Task description:
Among the records that follow, find the line with "pub fn board_with_moves<B: Board>(start: B, moves: &[B::Move])" and the line with "playout ends first.". Set down those lines and all lines between them exactly, without adding anything.

(Saved entries)
◇ ◇ ◇ ◇ ◇

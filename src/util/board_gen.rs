//! Build boards for tests and benchmarks, either from a known move list or from random playouts.
use rand::Rng;

use crate::board::{Board, BoardDone};

/// Play `moves` in order starting from `start`, panicking as soon as one of them is not available.
pub fn board_with_moves<B: Board>(start: B, moves: &[B::Move]) -> B {
    moves.iter().fold(start, |mut board, &mv| {
        assert_eq!(
            board.is_available_move(mv),
            Ok(true),
            "cannot play {} on\n{}",
            mv,
            board
        );
        // SAFETY: unwrap is safe because the move was just checked to be available.
        board.play(mv).unwrap();
        board
    })
}

/// Play `n` random moves on `start`. Playouts that end before `n` moves are thrown away and retried.
pub fn random_board_with_moves<B: Board>(start: &B, n: u32, rng: &mut impl Rng) -> B {
    loop {
        let mut board = start.clone();
        let finished = (0..n).all(|_| board.play_random_available_move(rng) != Err(BoardDone));
        if finished {
            return board;
        }
    }
}

/// Play random moves on `start` until `cond` holds, restarting whenever a playout ends first.
/// This does not terminate if no random playout from `start` ever reaches `cond`.
pub fn random_board_with_condition<B: Board>(start: &B, rng: &mut impl Rng, mut cond: impl FnMut(&B) -> bool) -> B {
    if cond(start) {
        return start.clone();
    }
    assert!(!start.is_done(), "start board is done and does not match the condition");

    loop {
        let mut board = start.clone();
        while board.play_random_available_move(rng).is_ok() {
            if cond(&board) {
                return board;
            }
        }
    }
}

◇ ◇ ◇ ◇ ◇

The completed task:
pub fn board_with_moves<B: Board>(start: B, moves: &[B::Move]) -> B {
    moves.iter().fold(start, |mut board, &mv| {
        assert_eq!(
            board.is_available_move(mv),
            Ok(true),
            "cannot play {} on\n{}",
            mv,
            board
        );
        // SAFETY: unwrap is safe because the move was just checked to be available.
        board.play(mv).unwrap();
        board
    })
}

/// Play `n` random moves on `start`. Playouts that end before `n` moves are thrown away and retried.
pub fn random_board_with_moves<B: Board>(start: &B, n: u32, rng: &mut impl Rng) -> B {
    loop {
        let mut board = start.clone();
        let finished = (0..n).all(|_| board.play_random_available_move(rng) != Err(BoardDone));
        if finished {
            return board;
        }
    }
}

/// Play random moves on `start` until `cond` holds, restarting whenever a playout ends first.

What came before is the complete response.